1
Sultanbeyli ilçesine Atatürk heykeli dikerek 28 Şubat sürecinde adını duyuran, dönemin 2. Zırhlı Tugay Komutanı Tümgeneral. tsk'nın tsk olduğu zamanların efsane komutanlarından.
tarihler 10 kasım 1996'yı gösteriyordu. istanbul'un sultanbeyli ilçesi. refah'ın hakim olduğu sultanbeyli'ye belediyeden izin almadan, tek başına atatürk heykeli diktirmiş ve caddenin adını da yine kendi başına değiştiren bir komutan.... ali nabi koçak'ı da o heykelin önünde saygı duruşunda bulundurtmuştur. daha sonra, t.c tarihinde ilk kez bir askere dava açılmıştır.
www.youtube.com/...
2
sen nasıl bir kralsın.
pbs.twimg.com/...
Sakallı olanmı?
asker olan
Sakallı?
4
28 şubat sürecinde adını duyuran, dönemin 2. zırhlı tugay komutanı tümgeneral.
Türk Silahlı Kuvvetleri Akademisi'ni ve Amerikan Silahlı Kuvvetler Akademisi'ni bitirdi. 1995'te generalliğe terfi etti. 2005'te Silahlı Kuvvetler Akademisi Komutanı iken tümgeneral rütbesinde kadrosuzluktan emekliye ayrıldı.
2. Zırhlı Tugay Komutanlığı yaparken, Refahyol iktidarı döneminde Atatürk heykeli bulunmayan İstanbul'un Sultanbeyli ilçesindeki bu eksikliği gidermesiyle kamuoyunda gündeme geldi.

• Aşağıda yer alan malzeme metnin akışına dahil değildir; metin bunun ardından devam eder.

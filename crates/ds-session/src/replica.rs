//! One network endpoint of a node.
//!
//! A [`ReplicaInfo`] is shared between the node's replica list, in-flight
//! probes and the connections bound to it. Its mutable state sits behind its
//! own lock. `reachable` is written only by the reachability subscription.

use std::sync::atomic::{AtomicBool, Ordering};
use std::sync::{Arc, Weak};
use std::time::Duration;

use ds_core::SecurityLevel;
use ds_spi::{
    DirectorySession, Endpoint, ReachabilityProvider, ReachabilityTarget, RootDse, Transport,
};
use parking_lot::{Mutex, RwLock};
use tokio::task::JoinHandle;
use tracing::{debug, trace};

/// Probe and capability state of one replica.
#[derive(Debug, Clone)]
struct ReplicaState {
    verified: bool,
    unchecked: bool,
    supports_writes: bool,
    supported_security: SecurityLevel,
    root_dse: RootDse,
}

/// A replica endpoint with its verification and capability state.
#[derive(Debug)]
pub struct ReplicaInfo {
    endpoint: Endpoint,
    reachable: AtomicBool,
    state: RwLock<ReplicaState>,
    subscription: Mutex<Option<JoinHandle<()>>>,
}

impl ReplicaInfo {
    /// Creates an unchecked, reachable replica.
    #[must_use]
    pub fn new(endpoint: Endpoint, supports_writes: bool) -> Arc<Self> {
        let supported_security = if endpoint.tls {
            SecurityLevel::tls()
        } else {
            SecurityLevel::NONE
        };
        Arc::new(Self {
            endpoint,
            reachable: AtomicBool::new(true),
            state: RwLock::new(ReplicaState {
                verified: false,
                unchecked: true,
                supports_writes,
                supported_security,
                root_dse: RootDse::default(),
            }),
            subscription: Mutex::new(None),
        })
    }

    /// Subscribes to reachability changes of this replica's address.
    ///
    /// Must be called from within a Tokio runtime. Local-socket replicas are
    /// never watched.
    pub fn watch(self: &Arc<Self>, provider: &Arc<dyn ReachabilityProvider>) {
        let Some(addr) = self.endpoint.socket_addr() else {
            return;
        };
        let mut events = provider.subscribe(&ReachabilityTarget::Address(addr));
        let weak: Weak<Self> = Arc::downgrade(self);
        let handle = tokio::spawn(async move {
            while let Some(event) = events.recv().await {
                let Some(replica) = weak.upgrade() else {
                    break;
                };
                replica.set_reachable(event.is_usable());
            }
        });
        if let Some(previous) = self.subscription.lock().replace(handle) {
            previous.abort();
        }
    }

    /// Returns the endpoint.
    #[must_use]
    pub const fn endpoint(&self) -> &Endpoint {
        &self.endpoint
    }

    /// Returns whether the network reports the endpoint reachable.
    #[must_use]
    pub fn is_reachable(&self) -> bool {
        self.reachable.load(Ordering::Acquire)
    }

    /// Records a reachability change.
    ///
    /// Becoming reachable makes the replica eligible for a fresh check.
    pub fn set_reachable(&self, reachable: bool) {
        let previous = self.reachable.swap(reachable, Ordering::AcqRel);
        if reachable && !previous {
            self.state.write().unchecked = true;
        }
        if previous != reachable {
            debug!(replica = %self.endpoint, reachable, "replica reachability changed");
        }
    }

    /// Returns whether the last probe completed a handshake.
    #[must_use]
    pub fn is_verified(&self) -> bool {
        self.state.read().verified
    }

    /// Returns whether the replica has not been probed since it last failed.
    #[must_use]
    pub fn is_unchecked(&self) -> bool {
        self.state.read().unchecked
    }

    /// Returns whether the replica accepts writes.
    #[must_use]
    pub fn supports_writes(&self) -> bool {
        self.state.read().supports_writes
    }

    /// Updates write capability after a replica-list refresh.
    pub fn set_supports_writes(&self, supports_writes: bool) {
        self.state.write().supports_writes = supports_writes;
    }

    /// Protections the replica offers.
    ///
    /// Mechanism bits are only included once the replica is verified.
    #[must_use]
    pub fn supported_security(&self) -> SecurityLevel {
        self.state.read().supported_security
    }

    /// Protections the replica offers once `denied` mechanisms are removed.
    #[must_use]
    pub fn offered_security(&self, denied: &[String]) -> SecurityLevel {
        let state = self.state.read();
        let mut level = if self.endpoint.tls {
            SecurityLevel::tls()
        } else {
            SecurityLevel::NONE
        };
        if state.verified {
            let allowed: Vec<&String> = state
                .root_dse
                .sasl_mechanisms
                .iter()
                .filter(|m| !denied.iter().any(|d| d.eq_ignore_ascii_case(m)))
                .collect();
            level |= SecurityLevel::from_mechanisms(&allowed);
        }
        level
    }

    /// SASL mechanisms advertised at the last successful probe.
    #[must_use]
    pub fn sasl_mechanisms(&self) -> Vec<String> {
        self.state.read().root_dse.sasl_mechanisms.clone()
    }

    /// Naming contexts advertised at the last successful probe.
    #[must_use]
    pub fn naming_contexts(&self) -> Vec<String> {
        self.state.read().root_dse.naming_contexts.clone()
    }

    /// Host name the server reported for itself.
    #[must_use]
    pub fn server_fqdn(&self) -> Option<String> {
        self.state.read().root_dse.dns_host_name.clone()
    }

    /// Kerberos service principal the server reported.
    #[must_use]
    pub fn service_principal(&self) -> Option<String> {
        self.state.read().root_dse.service_principal.clone()
    }

    /// Makes a failed replica eligible for a fresh check.
    pub fn reset_check(&self) {
        self.state.write().unchecked = true;
    }

    /// Forces a re-probe on next use.
    pub fn mark_failed(&self) {
        let mut state = self.state.write();
        state.verified = false;
        state.unchecked = true;
        trace!(replica = %self.endpoint, "replica marked failed");
    }

    /// Returns whether probing this replica is worthwhile.
    ///
    /// Reachable replicas with a stale failed verification are skipped until
    /// something resets them.
    #[must_use]
    pub fn should_attempt_check(&self) -> bool {
        if !self.is_reachable() {
            return false;
        }
        let state = self.state.read();
        state.unchecked || state.verified
    }

    /// Opens a session and, when due, verifies the replica.
    ///
    /// Returns `None` when the replica is unreachable or the probe failed.
    /// The session is connected but not bound.
    pub async fn probe(
        &self,
        transport: &dyn Transport,
        timeout: Duration,
        force_check: bool,
    ) -> Option<Box<dyn DirectorySession>> {
        if !self.is_reachable() {
            return None;
        }

        let mut session = match transport.connect(&self.endpoint, timeout).await {
            Ok(session) => session,
            Err(e) => {
                debug!(replica = %self.endpoint, error = %e, "connect failed");
                self.record_failure();
                return None;
            }
        };

        let due = {
            let state = self.state.read();
            force_check || state.unchecked || !state.verified
        };
        if !due {
            return Some(session);
        }

        match session.root_dse(timeout).await {
            Ok(dse) => {
                let tls = self.endpoint.tls || session.is_tls();
                let mut state = self.state.write();
                state.verified = true;
                state.unchecked = false;
                state.supported_security = security_for(tls, &dse.sasl_mechanisms);
                state.root_dse = dse;
                drop(state);
                trace!(replica = %self.endpoint, "replica verified");
                Some(session)
            }
            Err(e) => {
                debug!(replica = %self.endpoint, error = %e, "root DSE probe failed");
                self.record_failure();
                let _ = session.unbind().await;
                None
            }
        }
    }

    fn record_failure(&self) {
        let mut state = self.state.write();
        state.verified = false;
        state.unchecked = false;
        state.supported_security = security_for(self.endpoint.tls, &[] as &[String]);
    }
}

impl Drop for ReplicaInfo {
    fn drop(&mut self) {
        if let Some(handle) = self.subscription.get_mut().take() {
            handle.abort();
        }
    }
}

fn security_for<S: AsRef<str>>(tls: bool, mechanisms: &[S]) -> SecurityLevel {
    let transport = if tls {
        SecurityLevel::tls()
    } else {
        SecurityLevel::NONE
    };
    transport | SecurityLevel::from_mechanisms(mechanisms)
}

2400 tam donanımlı asker, Sultanbeyliye giriş yaptı. her yerde yakılmış araba lastikleri , bağıran , elinde yeşil bayrak sallayan sakallı , şalvarlı , sarıklı adamlar bir o yana bir bu yana koşuşturup duruyor.

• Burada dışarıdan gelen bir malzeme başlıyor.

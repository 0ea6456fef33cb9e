//! Kerberos credential store boundary.
//!
//! Ticket acquisition may block on a KDC for a long time. The core calls
//! into the store only while holding its own credential gate, never while
//! holding a pool-wide lock.

use async_trait::async_trait;

use crate::error::{SpiError, SpiResult};

/// An acquired ticket cache.
#[derive(Debug, Clone, PartialEq, Eq, Hash)]
pub struct TicketHandle {
    /// Client principal the cache holds tickets for.
    pub principal: String,
    /// Store-specific cache name.
    pub cache_name: String,
}

impl TicketHandle {
    /// Creates a handle.
    #[must_use]
    pub fn new(principal: impl Into<String>, cache_name: impl Into<String>) -> Self {
        Self {
            principal: principal.into(),
            cache_name: cache_name.into(),
        }
    }
}

/// Acquires and destroys Kerberos tickets.
#[async_trait]
pub trait CredentialStore: Send + Sync {
    /// Obtains or refreshes a ticket for `principal`.
    ///
    /// With `secret` set the store authenticates to the KDC; without it the
    /// store must find an existing cache for the principal.
    async fn acquire_ticket(&self, principal: &str, secret: Option<&str>)
        -> SpiResult<TicketHandle>;

    /// Destroys a cache previously returned by [`acquire_ticket`](Self::acquire_ticket).
    async fn destroy_ticket(&self, ticket: &TicketHandle) -> SpiResult<()>;
}

/// Store used when Kerberos is not available.
#[derive(Debug, Default, Clone, Copy)]
pub struct NoCredentialStore;

#[async_trait]
impl CredentialStore for NoCredentialStore {
    async fn acquire_ticket(
        &self,
        principal: &str,
        _secret: Option<&str>,
    ) -> SpiResult<TicketHandle> {
        Err(SpiError::unsupported(format!(
            "no credential store configured for {principal}"
        )))
    }

    async fn destroy_ticket(&self, _ticket: &TicketHandle) -> SpiResult<()> {
        Ok(())
    }
}

#[cfg(test)]
mod tests {
    use super::*;

    #[tokio::test]
    async fn no_store_refuses_tickets() {
        let store = NoCredentialStore;
        let result = store.acquire_ticket("user@EXAMPLE.COM", Some("pw")).await;
        assert!(matches!(result, Err(SpiError::Unsupported(_))));

        let ticket = TicketHandle::new("user@EXAMPLE.COM", "MEMORY:1");
        assert!(store.destroy_ticket(&ticket).await.is_ok());
    }
}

Tuğgeneral Osman Doğu Silahçıoğlu hızlı adımlarla askerin önüne geldi ve bağırdı; "Arkadaşlar , hiç kimseye dokunulmayacak , müdahale edilmeyecek , kimsenin burnu bile kalamayacak. Şimdi meydana doğru yürüyoruz."

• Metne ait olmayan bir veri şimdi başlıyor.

//! # ds-session
//!
//! Replica selection, authenticated sessions and connection pooling for
//! directory nodes.
//!
//! - [`ReplicaInfo`] - one resolved endpoint and what its last probe learned
//! - [`NodeConfig`] - a logical node: replica set, discovery, selection and
//!   authentication negotiation
//! - [`Connection`] - a lazily established session handed out under lock
//! - [`ConnectionManager`] - the shared pool, maintenance and health checks
//! - [`NodeRegistry`] - configured and dynamically created nodes
//!
//! Locking is two-tier. The pool mutex guards only the pool's collections;
//! each connection's own mutex is held from [`Connection::lock`] until
//! [`Connection::unlock`]. Network and credential-store calls never run
//! under the pool mutex.

#![forbid(unsafe_code)]
#![deny(missing_docs)]

pub mod auth;
pub mod connection;
pub mod error;
pub mod manager;
pub mod node;
pub mod registry;
pub mod replica;
pub mod select;
pub mod state;

#[cfg(any(test, feature = "testing"))]
pub mod testing;

pub use auth::{AuthMode, AuthState};
pub use connection::{Connection, SessionGuard};
pub use error::{SessionError, SessionResult};
pub use manager::{ConnectionManager, MaintenanceHandle};
pub use node::{Established, NodeConfig};
pub use registry::NodeRegistry;
pub use replica::ReplicaInfo;
pub use select::Selected;
pub use state::PoolState;
//! Shared transfer channels and the transfer-duration model.
//!
//! The DMA channel and the memory channel are each exclusive: one transfer
//! occupies a channel at a time and concurrent requests serialize. A request
//! is granted as a reservation `[max(now, busy_until), +duration)`, so
//! queuing order is the order in which requests are granted.
//!
//! # Time Alignment
//!
//! Transfers and executions end at arbitrary times while the virtual clock
//! only advances in ticks. Waiters observe an end time at the first tick
//! boundary at or after it:
//!
//! ```
//! use tilemap_dse::channel::TimeAlignment;
//!
//! // 103 with a 10-unit tick is observed at 110
//! assert_eq!(TimeAlignment::ceil_to_tick(103, 10), 110);
//! assert_eq!(TimeAlignment::ceil_to_tick(100, 10), 100);
//! ```

use serde::{Deserialize, Serialize};
use std::fmt;

use crate::config::ChannelParams;
use crate::types::SimTime;

/// Tick-boundary arithmetic for the virtual clock.
#[derive(Clone, Copy, Debug, PartialEq, Eq, Hash, Default)]
pub struct TimeAlignment;

impl TimeAlignment {
    /// Aligns time using ceiling division.
    ///
    /// Formula: `⌈t / Δt⌉ × Δt`
    #[inline]
    pub fn ceil_to_tick(time: SimTime, tick_period: SimTime) -> SimTime {
        if tick_period == 0 || time == 0 {
            return time;
        }
        time.div_ceil(tick_period) * tick_period
    }

    /// Checks if a time is exactly on a tick boundary.
    #[inline]
    pub fn is_on_boundary(time: SimTime, tick_period: SimTime) -> bool {
        tick_period == 0 || time % tick_period == 0
    }
}

/// Which shared channel carries a transfer.
#[derive(Clone, Copy, Debug, PartialEq, Eq, PartialOrd, Ord, Hash, Serialize, Deserialize)]
#[serde(rename_all = "lowercase")]
pub enum ChannelKind {
    Dma,
    Mem,
}

impl fmt::Display for ChannelKind {
    fn fmt(&self, f: &mut fmt::Formatter<'_>) -> fmt::Result {
        match self {
            ChannelKind::Dma => write!(f, "dma"),
            ChannelKind::Mem => write!(f, "mem"),
        }
    }
}

/// Time needed to move `size` tensor elements over a channel.
///
/// `ceil(size * bit_precision / granularity_bits) * clock_period`
///
/// Sizes count elements while the channel granularity counts bits, so the
/// element count is scaled by `bit_precision` before it is split into beats.
/// A plain `size / granularity * period` would undercount by the element
/// width.
pub fn transfer_duration(size: u64, bit_precision: u32, params: &ChannelParams) -> SimTime {
    let bits = size.saturating_mul(bit_precision as u64);
    let beats = if params.granularity_bits == 0 {
        0
    } else {
        bits.div_ceil(params.granularity_bits)
    };
    beats.saturating_mul(params.clock_period)
}

/// Exclusive channel arbiter.
#[derive(Clone, Debug, Serialize, Deserialize)]
pub struct TransferChannel {
    pub kind: ChannelKind,
    /// The channel is reserved up to (not including) this time
    pub busy_until: SimTime,
    /// Total reserved time
    pub busy_time: SimTime,
    /// Number of granted transfers
    pub transfers: u64,
}

impl TransferChannel {
    /// Creates an idle channel.
    pub fn new(kind: ChannelKind) -> Self {
        Self {
            kind,
            busy_until: 0,
            busy_time: 0,
            transfers: 0,
        }
    }

    /// Reserves the channel for `duration` starting no earlier than `now`.
    ///
    /// Returns the granted `(start, end)` interval.
    pub fn reserve(&mut self, now: SimTime, duration: SimTime) -> (SimTime, SimTime) {
        let start = now.max(self.busy_until);
        let end = start + duration;
        self.busy_until = end;
        self.busy_time += duration;
        self.transfers += 1;
        (start, end)
    }

    /// Returns true if no reservation extends past `now`.
    pub fn is_idle_at(&self, now: SimTime) -> bool {
        self.busy_until <= now
    }

    /// Export statistics.
    pub fn export_stats(&self) -> serde_json::Value {
        serde_json::json!({
            "channel": self.kind.to_string(),
            "busy_until": self.busy_until,
            "busy_time": self.busy_time,
            "transfers": self.transfers,
        })
    }
}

Marşlar söylenerek yürünmeye başlandığında ortalığı kasıp kavuran adamlardan eser kalmamıştı. Çil yavrusu gibi dağılmışlardı. Hepsi evlerine kaçmışlardı. 2400 askerin bir ağızdan söylediği marşlar Sultanbeyli'de yeri göğü inletiyordu.
O anda Silahçıoğlu Asker! Dur! dedi. O anda meydandaki manzarayı gören Silahçıoğlu, o koskoca Tuğgeneral, olduğu yere çöktü ve ellerini yüzüne kapattı. 2-3 dakika kadar kalkamadı yerinden.
Sonra bir hışımla ayağa kalktı,ağladığı belli olan yaşlı gözlerini saklamaya çalışarak : " Asker,Uygun adım, Marş!" emrini verdi.
Meydanda , Silahçıoğlunu ağlatan manzara şuydu: "Burası da bir kentimiz ve neden meydanda Atatürk heykeli yok " diye kendi cebinden harcayarak meydana kocaman bir Atatürk heykeli yaptırmış.
O heykel , o kişilerce kazma kürekler ile kırılıp paramparça edilmişti.
Sabaha kadar marşlar söylenerek yürünmeye devam edilmişti. Ve meydana Atatürk heykeli yeniden dikildi.